Dan Butler is used to being nimble and flexible. As executive director of Circus Juventas, he’s been teaching trapeze and teeterboard for 25 years.
Being nimble and flexible during a pandemic is a whole different act.
“We have rescheduled and reimagined so many things, only to find out two weeks later we can’t do it.” he said. “It’s almost impossible to plan anything.”
“The unknown is just too great,” Butler noted.
Normally, spring and summer months are some of the busiest at the circus’ home in St. Paul’s Highland Park. With two shows and summer training programs, the months also provide a big chunk of Circus Juventas’ revenue.
The coronavirus pandemic shut that all down. When Gov. Tim Walz announced the shelter-in-place orders in March, Circus Juventas temporarily close its doors. Both the spring and summer shows, which usually rake in about $750,000 each, were postponed.
A FINANCIAL BALANCING ACT
Over the course of the past five months, the nonprofit youth circus took a $1.4 million blow. As a result, Butler furloughed up to 70 employees.
Cutting employee hours and pay was painful, especially since so many of them have been with Circus Juventas for years, Butler said. But the organization needed to conserve as much money as it could to stay afloat.
The circus was one of over 7,000 small businesses that received a $150,000-$350,000 loan from the Paycheck Protection Program, according to data released the Small Business Administration. They also raised $200,000 during its 25-year anniversary fundraiser in May. Still, as his fiscal year comes to a close, Butler expects a huge loss of revenue that he can’t get back.
“For the past four months, I feel like someone is sitting on my chest,” he said.
CIRCUS SCHOOL GOES ONLINE
After closing their training facility in March, Circus Juventas staff started to brainstorm new ways to teach their students. They launched a series of online classes.
“If someone would’ve asked me a year ago to teach circus online, I would’ve said it wasn’t possible,” said Rachel Butler Norris, coach and artistic department manager at Circus Juventas.
But this spring, Butler Norris hosted weekly virtual classes for her students. Over Zoom, she was able to lead at-home workouts, and talk through different aerial silk techniques while her students took notes.
“I would have my assistant demonstrating the movements while my students watched from home,” she said. “It’s not ideal, but we did the absolute best we could do in those circumstances.”
INCREASING SAFETY MEASURES
Before the circus could reopen its doors to its students in June, they then had to reimagine in-person circus training altogether.
“There’s no guidelines for opening a circus school during a pandemic,” said Butler. “We had to combine guidelines for day camps, gyms, and sport teams.”
The result? Students are only allowed to practice circus acts that don’t involve physical contact with others. Many acts that require touching others, like the double trapeze for example, have been cut.

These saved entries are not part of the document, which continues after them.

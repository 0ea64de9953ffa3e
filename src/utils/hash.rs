use crate::error::AppError;
use argon2::{
    Argon2,
    password_hash::{PasswordHash, PasswordHasher, PasswordVerifier, SaltString, rand_core::OsRng},
};

pub fn hash_password(password: &str) -> Result<String, AppError> {
    let salt = SaltString::generate(&mut OsRng);

    let hash = Argon2::default()
        .hash_password(password.as_bytes(), &salt)
        .map_err(|e| AppError::InternalServerError(e.to_string()))?;

    Ok(hash.to_string())
}

pub fn verify_password(password: &str, password_hash: &str) -> Result<bool, AppError> {
    let parsed_hash = PasswordHash::new(password_hash)
        .map_err(|e| AppError::InternalServerError(e.to_string()))?;

    Ok(Argon2::default()
        .verify_password(password.as_bytes(), &parsed_hash)
        .is_ok())
}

During summer camps, some students are choosing to wear face masks. But this presents a new concern for coaches — the masks could move and obscure the students’ vision during stunts. Students are welcome to wear masks, but they will be limited from doing high level tricks that coaches deem dangerous, Butler said.
Coaches will bypass social distancing guidelines if they need to step in and physically prevent a student from getting injured during a stunt, even if the student is not wearing a mask, he added.
“We have to maintain COVID-19 safety. But we also have to maintain circus safety,” he said.
But even with new safety measures in place to avoid the spread of COVID-19, the Circus Juventas big top is emptier than usual. Reducing capacity to 25 percent means up to 400 students could train in-person this summer. Only 180 students came back.
THE LAST BIG SHOW
For students in their senior year, the spring and summer shows are often the last time they’ll get to perform in a large-scale circus production.
Lia Limieux, 19, has been training with Circus Juventas since she was two years old. She just graduated from Eagan High School this spring, and this summer would have been her last circus performance.
Pre-pandemic, Limieux was training for up to five hours every weeknight, preparing for her role as one of the leads in the summer show, Galaxium. But with the production postponed until the summer of 2021, Circus Juventas is inviting this year’s senior class to return next summer to take their final bows.
“Theoretically, next summer I will do what I was supposed to do this summer. Except, I won’t be able to train for most of the year,” says Limieux.
Until then, she is back to training in the big top this summer for the first time since March, and plans to be there for three hours a night until she has to leave for college.“It’s odd to be back, because everything feels different from before. But it feels really nice to be around these people who I’ve been missing for three months,” she said.
Now the trick is keeping Circus Juventas afloat long enough so that the seniors have something to come back to. In an attempt to generate some revenue, the circus hopes to put together its first holiday show ever in December. But Butler is anxious to plan anything as other Twin Cities theaters are postponing their seasons until as late as next spring.
“Optimistic is probably not the right word. We’re hopeful,” he said.